Okay I feel lost by this behavior. I'm currently debugging memory leaks in our application and having trouble understanding those. I found one really weird memory leak always reproducible which makes no sense to me. Any chance this is a false positive or how can I investigate further the 'why' and 'what' leaks?
The issue I'm going to explain next is dependent on two 3rd party libraries, I apologize for that up in front, but I wasn't able to re-produce the issue with just one of those and/or types from the stdlib.
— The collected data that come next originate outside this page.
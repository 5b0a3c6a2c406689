//! Event bus for lifecycle notifications between services.

use anyhow::Result;
use tokio::sync::broadcast;

/// Application events.
///
/// Published by the discovery path and the D-Bus interface, consumed by the
/// coordinator and the panel renderer.
#[derive(Debug, Clone, PartialEq, Eq)]
pub enum Event {
    /// A device was appended to the registry.
    DeviceDiscovered(String),
    /// A control surface for the named device was added to the panel.
    SurfaceReady(String),
    /// The initial fetch of the named device failed; it has no surface.
    SeedFailed(String),
    /// Discovery stopped accepting devices.
    DiscoveryFinished { devices: usize },
    /// The discovery feed failed after startup.
    DiscoveryFailed(String),
    SystemShutdown,
}

/// Publish-subscribe channel shared by all services.
///
/// # Example
///
/// ```no_run
/// use keylightd::event::{Event, EventBus};
///
/// let event_bus = EventBus::new();
/// let mut subscriber = event_bus.subscribe();
///
/// event_bus.publish(Event::DeviceDiscovered("desk".into())).unwrap();
///
/// // In async context:
/// // let event = subscriber.recv().await;
/// ```
#[derive(Debug, Clone)]
pub struct EventBus {
    sender: broadcast::Sender<Event>,
}

impl EventBus {
    pub fn new() -> Self {
        Self::with_capacity(100)
    }

    pub fn with_capacity(capacity: usize) -> Self {
        let (sender, _) = broadcast::channel(capacity);
        Self { sender }
    }

    /// Publishes an event to all subscribers.
    ///
    /// Returns an error if there are no active subscribers.
    pub fn publish(&self, event: Event) -> Result<()> {
        self.sender.send(event)?;
        Ok(())
    }

    pub fn subscribe(&self) -> broadcast::Receiver<Event> {
        self.sender.subscribe()
    }
}

impl Default for EventBus {
    fn default() -> Self {
        Self::new()
    }
}
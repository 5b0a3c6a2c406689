//! Application state provider.

use std::sync::Arc;

use anyhow::Result;
use async_trait::async_trait;

use crate::{
    app_context::AppState, config::ConfigManager, discovery::DiscoveryFeed,
    providers::traits::AsyncProvider,
};

/// Builds [`AppState`] from the configuration, optionally around a custom
/// discovery feed.
pub struct AppStateProvider {
    config_manager: ConfigManager,
    feed: Option<Arc<dyn DiscoveryFeed>>,
}

impl AppStateProvider {
    pub const fn new(config_manager: ConfigManager) -> Self {
        Self {
            config_manager,
            feed: None,
        }
    }

    /// Replaces the configuration-driven feed.
    pub fn with_feed(mut self, feed: Arc<dyn DiscoveryFeed>) -> Self {
        self.feed = Some(feed);
        self
    }
}

#[async_trait]
impl AsyncProvider<Arc<AppState>> for AppStateProvider {
    async fn provide(&self) -> Result<Arc<AppState>> {
        let state = match &self.feed {
            Some(feed) => AppState::with_feed(self.config_manager.clone(), feed.clone()).await?,
            None => AppState::new(self.config_manager.clone()).await?,
        };
        Ok(Arc::new(state))
    }
}
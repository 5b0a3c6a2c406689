use std::fs::File;

use anyhow::{Context, Result, anyhow};
use clap::Parser;
use daemonize::Daemonize;
use log::{LevelFilter, error, info};
use syslog::{BasicLogger, Facility, Formatter3164};

use keylightd::{application::Application, cli::Cli, config::ConfigManager};

const DAEMON_LOG: &str = "/var/tmp/keylightd.log";

fn init_log(level: LevelFilter) -> Result<()> {
    syslog::unix(Formatter3164 {
        facility: Facility::LOG_USER,
        hostname: None,
        process: "keylightd".into(),
        pid: std::process::id(),
    })
    .map_err(|e| anyhow!("{e}"))
    .and_then(|logger| {
        log::set_boxed_logger(Box::new(BasicLogger::new(logger)))
            .map(|()| log::set_max_level(level))
            .map_err(|e| anyhow!("{e}"))
    })
}

fn into_daemon() -> Result<()> {
    File::create(DAEMON_LOG)
        .and_then(|out| Ok((out.try_clone()?, out)))
        .map_err(|e| anyhow!("{e}"))
        .and_then(|(stderr, stdout)| {
            Daemonize::new()
                .stdout(stdout)
                .stderr(stderr)
                .start()
                .map_err(|e| anyhow!("{e}"))
        })
}

async fn run(cli: Cli) -> Result<()> {
    let config_manager = ConfigManager::load(cli.config).await?;
    info!("Using config {}", config_manager.path().display());

    if cli.write_config {
        config_manager.validate().await?;
        config_manager.save().await?;
        println!("Configuration written to {}", config_manager.path().display());
        return Ok(());
    }

    Application::builder()
        .with_config_manager(config_manager)
        .build()
        .await?
        .run()
        .await
}

fn main() -> Result<()> {
    let cli = Cli::parse();
    let level = if cli.verbose {
        LevelFilter::Debug
    } else {
        LevelFilter::Info
    };
    init_log(level)?;

    // Fork before the runtime exists; a forked child keeps none of its threads.
    if cli.daemonize && !cli.write_config {
        into_daemon()?;
    }

    let runtime = tokio::runtime::Builder::new_multi_thread()
        .enable_all()
        .build()
        .context("Failed to start the async runtime")?;

    runtime.block_on(run(cli)).inspect_err(|e| error!("{e:#}"))
}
Imagine an app target (iOS) with the whole code to re-produce the issue in the AppDelegate.swift
, which has both frameworks included (I setup a small project ASAP for you to test):
import UIKit
import RxSwift
// depends on `RxSwift` and we need one type from that lib to
// re-produce the issue/bug
import RxBluetoothKit
@UIApplicationMain
final class AppDelegate : UIResponder {
...
// A type that can emits some values to an observable stream that it
// also provides (from RxSwift)
let object = PublishSubject<Any>()
// A type that breaks ref-cycles which are part of RxSwift's design
let disposeBag = DisposeBag()
// The top two objects are just there so we can reproduce the issue.
// `PublishSubject` can be replaced with other similar types and the
// issue will still be there. `DisposeBag` is just there so that folks that
// know RxSwift see that the issue is not part of the disposing process.
}
extension AppDelegate : UIApplicationDelegate {
// Default entry of an iOS app where we want quickly re-produce the issue.
func application(
_ application: UIApplication,
didFinishLaunchingWithOptions launchOptions:
[UIApplicationLaunchOptionsKey: Any]?
) -> Bool {
// More Infos: Types like `PublishSubject` are observable types and have
// quite a few operators like `flatMap`, `flatMapLatest`, `scan` etc.
//
// We're going to use only `flatMap` and `never` to demonstrate the memory leak.
//
// func flatMap<O>(_ selector: @escaping (Self.E) throws -> O) -> RxSwift.Observable<O.E> where O : ObservableConvertibleType
//
// An observable sequence whose observers will never get called.
// static func never() -> RxSwift.Observable<Self.E>
//
// `subscribe(onNext: ((Self.E) -> Void)?)`
// Test 1 - Leaks memory
//
// `CentralManagerRestoredState` is from `RxBluetoothKit`, it's a struct
// which if we use it will produce a memory leak
let closure: (CentralManagerRestoredState) -> Void = { _ in }
object
.flatMap {
// We're ignoring the parameter
_ -> Observable<CentralManagerRestoredState> in
// Transform to an observable that never emits anything, so that the code
// compiles. This is not related to the issue, just for compilation purposes.
.never()
}
// Here is a nested closure that is somehow related!!
.subscribe(onNext: { closure($0) })
.disposed(by: disposeBag)
// Test 2 - Does NOT leak memory
//
// We've removed the outer closure, and pass the `closure` instance
// directly to `subscribe`.
object
.flatMap { _ -> Observable<CentralManagerRestoredState> in .never() }
.subscribe(onNext: closure) // No nested closure
.disposed(by: disposeBag)
// Test 3 - Does NOT leak memory
//
// We've changed only the type from Test 1 but still nest the closure
let otherClosure: (UIView) -> Void = { _ in }
object
.flatMap { _ -> Observable<UIView> in .never() }
.subscribe(onNext: { otherClosure($0) })
.disposed(by: disposeBag)
// Test 4 - Does NOT leak memory
//
// No nested closure, and a different type.
object
.flatMap { _ -> Observable<UIView> in .never() }
.subscribe(onNext: otherClosure)
.disposed(by: disposeBag)
...
}
To sum up:
- I tried different types in places where
CentralManagerRestoredState
is written, but could not re-produce the issue with simpler types likeString
orUIView
. - If we're removing the outer closure but still use
CentralManagerRestoredState
then the leak disappears. - There is no leak if we're not using
CentralManagerRestoredState
like in Test 3 and 4 from above.
This is super weird behavior and I'm not sure what is happening. It's almost never re-producible in the simulator, but always a real device. The compilation mode is set to Single File
but it also appears with Whole Module
optimization.
TBH this looks like a bug in Swift rather than an issue with the 3rd party library since a random type from which we use the type signature in the examples above starts with a combination of nested closure to leak memory.
I found the issue here and reduced it to the example from above which shows that only two things were relevant (nested closures and one random type).